Set down the material exactly as given, please, from its first line through the line that includes "copy of the GNU Affero General Public License".

- **PROVIDED ENTRIES**
•••••

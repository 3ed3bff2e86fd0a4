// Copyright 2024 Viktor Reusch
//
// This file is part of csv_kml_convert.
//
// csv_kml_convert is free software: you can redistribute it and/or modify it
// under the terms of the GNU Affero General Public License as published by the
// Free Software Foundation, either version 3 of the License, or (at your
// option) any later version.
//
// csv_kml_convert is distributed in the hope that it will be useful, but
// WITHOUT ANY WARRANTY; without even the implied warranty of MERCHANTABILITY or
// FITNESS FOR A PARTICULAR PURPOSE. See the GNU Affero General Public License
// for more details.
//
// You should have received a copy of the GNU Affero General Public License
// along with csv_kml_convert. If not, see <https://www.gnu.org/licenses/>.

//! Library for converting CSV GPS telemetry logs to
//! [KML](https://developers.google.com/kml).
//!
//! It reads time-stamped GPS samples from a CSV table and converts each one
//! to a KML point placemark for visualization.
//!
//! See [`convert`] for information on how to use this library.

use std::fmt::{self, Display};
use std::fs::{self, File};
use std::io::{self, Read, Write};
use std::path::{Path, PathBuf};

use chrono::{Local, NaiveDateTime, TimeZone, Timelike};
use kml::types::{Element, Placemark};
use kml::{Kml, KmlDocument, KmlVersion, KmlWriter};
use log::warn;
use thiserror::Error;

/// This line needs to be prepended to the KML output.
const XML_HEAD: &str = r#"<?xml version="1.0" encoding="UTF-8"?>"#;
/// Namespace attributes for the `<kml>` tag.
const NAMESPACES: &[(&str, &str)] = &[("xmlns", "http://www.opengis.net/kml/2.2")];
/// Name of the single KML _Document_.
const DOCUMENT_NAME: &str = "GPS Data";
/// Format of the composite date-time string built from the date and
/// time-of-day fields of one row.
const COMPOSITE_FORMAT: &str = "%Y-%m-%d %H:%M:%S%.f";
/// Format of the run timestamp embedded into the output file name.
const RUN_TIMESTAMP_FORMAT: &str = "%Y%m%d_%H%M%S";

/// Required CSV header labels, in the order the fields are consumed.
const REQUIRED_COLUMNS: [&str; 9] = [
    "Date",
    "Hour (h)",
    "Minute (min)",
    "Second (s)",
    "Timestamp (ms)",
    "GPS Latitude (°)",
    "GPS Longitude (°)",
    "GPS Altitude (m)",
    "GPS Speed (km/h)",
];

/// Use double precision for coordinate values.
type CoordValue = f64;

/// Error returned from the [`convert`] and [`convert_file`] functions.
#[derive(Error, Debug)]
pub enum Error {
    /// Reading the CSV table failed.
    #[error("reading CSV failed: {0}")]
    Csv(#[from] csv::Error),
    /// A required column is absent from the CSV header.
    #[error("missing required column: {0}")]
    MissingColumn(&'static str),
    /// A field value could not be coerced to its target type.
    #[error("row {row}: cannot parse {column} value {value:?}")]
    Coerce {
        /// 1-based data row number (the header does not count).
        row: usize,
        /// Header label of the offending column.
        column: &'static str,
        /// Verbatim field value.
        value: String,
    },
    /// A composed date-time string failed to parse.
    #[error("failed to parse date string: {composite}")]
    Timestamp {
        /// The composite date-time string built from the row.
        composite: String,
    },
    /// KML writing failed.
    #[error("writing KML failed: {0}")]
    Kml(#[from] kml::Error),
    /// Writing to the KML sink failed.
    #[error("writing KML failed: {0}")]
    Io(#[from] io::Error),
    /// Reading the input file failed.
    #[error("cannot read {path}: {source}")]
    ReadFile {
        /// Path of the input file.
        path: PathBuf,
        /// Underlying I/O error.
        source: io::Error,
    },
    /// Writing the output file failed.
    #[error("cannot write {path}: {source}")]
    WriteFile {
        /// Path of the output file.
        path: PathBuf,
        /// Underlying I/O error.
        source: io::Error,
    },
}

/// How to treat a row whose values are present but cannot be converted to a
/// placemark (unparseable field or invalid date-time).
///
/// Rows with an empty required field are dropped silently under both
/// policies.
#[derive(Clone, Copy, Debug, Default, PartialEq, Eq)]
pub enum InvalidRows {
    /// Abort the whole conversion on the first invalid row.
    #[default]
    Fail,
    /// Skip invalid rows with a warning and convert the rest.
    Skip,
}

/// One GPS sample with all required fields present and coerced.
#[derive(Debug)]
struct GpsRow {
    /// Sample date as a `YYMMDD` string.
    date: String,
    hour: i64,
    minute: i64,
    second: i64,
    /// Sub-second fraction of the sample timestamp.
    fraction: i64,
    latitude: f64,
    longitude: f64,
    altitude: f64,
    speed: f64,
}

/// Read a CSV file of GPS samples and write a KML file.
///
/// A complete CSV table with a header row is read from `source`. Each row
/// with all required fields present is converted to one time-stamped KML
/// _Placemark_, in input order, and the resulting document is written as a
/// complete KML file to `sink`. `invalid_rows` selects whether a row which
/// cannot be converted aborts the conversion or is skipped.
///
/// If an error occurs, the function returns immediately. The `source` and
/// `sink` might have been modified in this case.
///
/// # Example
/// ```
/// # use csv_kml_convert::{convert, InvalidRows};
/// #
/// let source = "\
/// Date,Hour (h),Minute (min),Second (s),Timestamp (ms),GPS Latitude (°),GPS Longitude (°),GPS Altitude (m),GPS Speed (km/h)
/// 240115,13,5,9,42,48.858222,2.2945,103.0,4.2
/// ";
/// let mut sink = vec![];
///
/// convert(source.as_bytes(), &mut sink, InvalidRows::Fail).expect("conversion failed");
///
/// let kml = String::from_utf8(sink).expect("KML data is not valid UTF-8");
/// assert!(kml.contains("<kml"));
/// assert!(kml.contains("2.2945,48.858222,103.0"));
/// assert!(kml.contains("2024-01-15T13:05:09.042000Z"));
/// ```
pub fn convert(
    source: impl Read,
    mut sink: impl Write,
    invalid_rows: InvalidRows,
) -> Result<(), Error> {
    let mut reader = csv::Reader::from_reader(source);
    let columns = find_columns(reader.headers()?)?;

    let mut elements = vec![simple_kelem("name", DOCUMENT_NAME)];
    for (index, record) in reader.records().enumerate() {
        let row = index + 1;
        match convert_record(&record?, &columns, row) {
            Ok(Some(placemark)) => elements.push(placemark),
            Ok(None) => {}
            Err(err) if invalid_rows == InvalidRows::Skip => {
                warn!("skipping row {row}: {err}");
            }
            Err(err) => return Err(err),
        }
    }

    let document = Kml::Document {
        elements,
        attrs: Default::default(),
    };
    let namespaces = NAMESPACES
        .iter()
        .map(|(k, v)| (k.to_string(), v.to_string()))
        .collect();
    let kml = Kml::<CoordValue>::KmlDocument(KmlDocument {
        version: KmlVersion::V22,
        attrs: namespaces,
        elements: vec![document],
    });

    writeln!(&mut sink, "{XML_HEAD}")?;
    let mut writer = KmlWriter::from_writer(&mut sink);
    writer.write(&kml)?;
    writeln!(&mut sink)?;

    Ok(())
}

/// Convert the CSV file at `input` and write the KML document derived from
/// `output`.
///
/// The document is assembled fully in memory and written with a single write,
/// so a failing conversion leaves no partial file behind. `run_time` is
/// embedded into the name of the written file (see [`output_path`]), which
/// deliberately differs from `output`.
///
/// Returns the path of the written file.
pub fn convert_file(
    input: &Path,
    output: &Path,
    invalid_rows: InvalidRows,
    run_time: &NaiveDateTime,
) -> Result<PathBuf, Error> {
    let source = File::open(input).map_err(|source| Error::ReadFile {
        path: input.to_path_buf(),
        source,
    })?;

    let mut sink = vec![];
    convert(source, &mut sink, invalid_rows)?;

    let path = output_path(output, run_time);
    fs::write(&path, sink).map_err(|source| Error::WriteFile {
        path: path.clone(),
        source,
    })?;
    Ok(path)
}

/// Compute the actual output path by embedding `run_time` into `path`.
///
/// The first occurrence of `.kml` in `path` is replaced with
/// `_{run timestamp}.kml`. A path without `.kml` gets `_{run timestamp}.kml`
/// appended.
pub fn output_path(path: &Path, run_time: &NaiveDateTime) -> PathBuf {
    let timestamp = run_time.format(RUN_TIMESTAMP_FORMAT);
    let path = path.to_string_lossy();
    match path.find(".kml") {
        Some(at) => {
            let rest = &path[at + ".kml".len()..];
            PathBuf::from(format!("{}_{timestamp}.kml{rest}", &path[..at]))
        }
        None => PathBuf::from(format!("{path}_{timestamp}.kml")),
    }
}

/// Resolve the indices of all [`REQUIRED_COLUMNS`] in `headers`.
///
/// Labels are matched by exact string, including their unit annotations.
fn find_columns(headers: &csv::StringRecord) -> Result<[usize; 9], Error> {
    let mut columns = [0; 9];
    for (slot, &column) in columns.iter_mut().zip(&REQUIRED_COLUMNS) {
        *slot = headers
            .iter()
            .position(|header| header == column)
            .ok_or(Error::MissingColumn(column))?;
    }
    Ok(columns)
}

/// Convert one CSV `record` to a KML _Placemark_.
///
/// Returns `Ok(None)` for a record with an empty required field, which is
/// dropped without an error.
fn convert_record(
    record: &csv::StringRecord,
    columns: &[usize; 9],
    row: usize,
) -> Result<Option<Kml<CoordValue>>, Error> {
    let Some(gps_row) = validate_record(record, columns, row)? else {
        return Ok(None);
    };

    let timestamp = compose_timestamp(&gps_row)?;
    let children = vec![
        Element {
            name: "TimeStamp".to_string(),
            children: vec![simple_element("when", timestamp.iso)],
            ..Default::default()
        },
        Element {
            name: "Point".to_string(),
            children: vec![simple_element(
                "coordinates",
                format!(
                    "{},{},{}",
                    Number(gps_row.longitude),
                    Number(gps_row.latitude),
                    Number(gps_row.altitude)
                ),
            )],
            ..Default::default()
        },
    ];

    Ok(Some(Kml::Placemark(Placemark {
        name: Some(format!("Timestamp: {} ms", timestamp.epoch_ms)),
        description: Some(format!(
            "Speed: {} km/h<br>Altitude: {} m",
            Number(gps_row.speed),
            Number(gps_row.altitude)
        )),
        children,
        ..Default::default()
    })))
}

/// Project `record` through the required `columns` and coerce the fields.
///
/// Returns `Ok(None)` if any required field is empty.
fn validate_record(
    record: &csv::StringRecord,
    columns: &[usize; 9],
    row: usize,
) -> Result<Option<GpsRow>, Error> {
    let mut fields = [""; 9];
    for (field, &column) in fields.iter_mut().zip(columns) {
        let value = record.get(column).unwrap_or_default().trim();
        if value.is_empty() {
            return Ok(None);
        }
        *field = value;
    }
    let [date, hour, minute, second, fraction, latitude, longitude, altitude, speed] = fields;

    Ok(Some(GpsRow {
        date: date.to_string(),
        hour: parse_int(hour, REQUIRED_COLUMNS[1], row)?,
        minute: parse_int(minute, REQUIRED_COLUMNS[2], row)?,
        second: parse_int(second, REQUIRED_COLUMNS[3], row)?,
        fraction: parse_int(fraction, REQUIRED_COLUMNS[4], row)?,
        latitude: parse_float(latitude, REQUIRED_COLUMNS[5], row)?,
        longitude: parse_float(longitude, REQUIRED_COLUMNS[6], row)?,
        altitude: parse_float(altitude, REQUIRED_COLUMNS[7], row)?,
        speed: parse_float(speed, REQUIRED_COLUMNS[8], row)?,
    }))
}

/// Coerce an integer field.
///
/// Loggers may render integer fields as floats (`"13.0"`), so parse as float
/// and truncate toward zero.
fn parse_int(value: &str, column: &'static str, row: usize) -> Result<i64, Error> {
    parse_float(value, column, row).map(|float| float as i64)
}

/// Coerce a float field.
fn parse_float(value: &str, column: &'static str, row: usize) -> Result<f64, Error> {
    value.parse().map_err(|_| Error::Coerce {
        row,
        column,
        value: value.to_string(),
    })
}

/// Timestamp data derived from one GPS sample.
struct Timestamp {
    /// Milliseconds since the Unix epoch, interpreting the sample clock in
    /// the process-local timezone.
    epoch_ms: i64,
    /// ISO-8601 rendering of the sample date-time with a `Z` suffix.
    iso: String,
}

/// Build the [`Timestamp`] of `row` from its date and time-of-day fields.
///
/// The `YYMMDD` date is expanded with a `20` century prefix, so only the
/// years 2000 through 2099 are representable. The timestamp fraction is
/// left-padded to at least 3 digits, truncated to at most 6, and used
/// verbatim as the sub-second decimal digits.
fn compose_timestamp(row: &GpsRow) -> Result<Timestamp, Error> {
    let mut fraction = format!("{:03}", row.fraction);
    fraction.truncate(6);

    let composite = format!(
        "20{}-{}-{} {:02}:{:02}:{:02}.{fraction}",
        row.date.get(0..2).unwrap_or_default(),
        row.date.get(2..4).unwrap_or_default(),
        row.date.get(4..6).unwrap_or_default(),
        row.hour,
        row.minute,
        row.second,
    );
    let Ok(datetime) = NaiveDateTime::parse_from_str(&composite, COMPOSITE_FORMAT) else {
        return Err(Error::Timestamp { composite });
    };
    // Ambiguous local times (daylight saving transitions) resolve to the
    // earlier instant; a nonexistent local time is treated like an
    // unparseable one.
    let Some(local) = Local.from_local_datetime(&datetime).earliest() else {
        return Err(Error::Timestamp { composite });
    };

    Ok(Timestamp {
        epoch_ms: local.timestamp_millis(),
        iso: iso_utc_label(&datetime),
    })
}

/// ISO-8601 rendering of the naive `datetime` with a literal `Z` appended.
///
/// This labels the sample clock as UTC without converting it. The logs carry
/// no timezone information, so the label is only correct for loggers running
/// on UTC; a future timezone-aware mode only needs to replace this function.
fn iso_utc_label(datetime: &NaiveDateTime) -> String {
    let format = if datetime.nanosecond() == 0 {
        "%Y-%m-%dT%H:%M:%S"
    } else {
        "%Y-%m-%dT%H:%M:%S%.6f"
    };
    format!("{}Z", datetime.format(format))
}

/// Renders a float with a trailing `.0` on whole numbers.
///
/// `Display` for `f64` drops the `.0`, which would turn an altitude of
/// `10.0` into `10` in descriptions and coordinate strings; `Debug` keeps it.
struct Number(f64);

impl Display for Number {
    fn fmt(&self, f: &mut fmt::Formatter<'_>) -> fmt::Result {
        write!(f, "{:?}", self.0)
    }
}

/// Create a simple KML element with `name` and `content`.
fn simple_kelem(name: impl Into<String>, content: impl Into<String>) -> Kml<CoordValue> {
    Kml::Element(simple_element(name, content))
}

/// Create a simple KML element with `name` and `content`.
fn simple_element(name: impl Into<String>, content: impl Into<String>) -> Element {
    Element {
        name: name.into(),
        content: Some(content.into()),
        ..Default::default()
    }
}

•••••

- **RESULT OF THIS TASK**
repository 3ed3bff2e86fd0a4
// Copyright 2024 Viktor Reusch
//
// This file is part of csv_kml_convert.
//
// csv_kml_convert is free software: you can redistribute it and/or modify it
// under the terms of the GNU Affero General Public License as published by the
// Free Software Foundation, either version 3 of the License, or (at your
// option) any later version.
//
// csv_kml_convert is distributed in the hope that it will be useful, but
// WITHOUT ANY WARRANTY; without even the implied warranty of MERCHANTABILITY or
// FITNESS FOR A PARTICULAR PURPOSE. See the GNU Affero General Public License
// for more details.
//
// You should have received a copy of the GNU Affero General Public License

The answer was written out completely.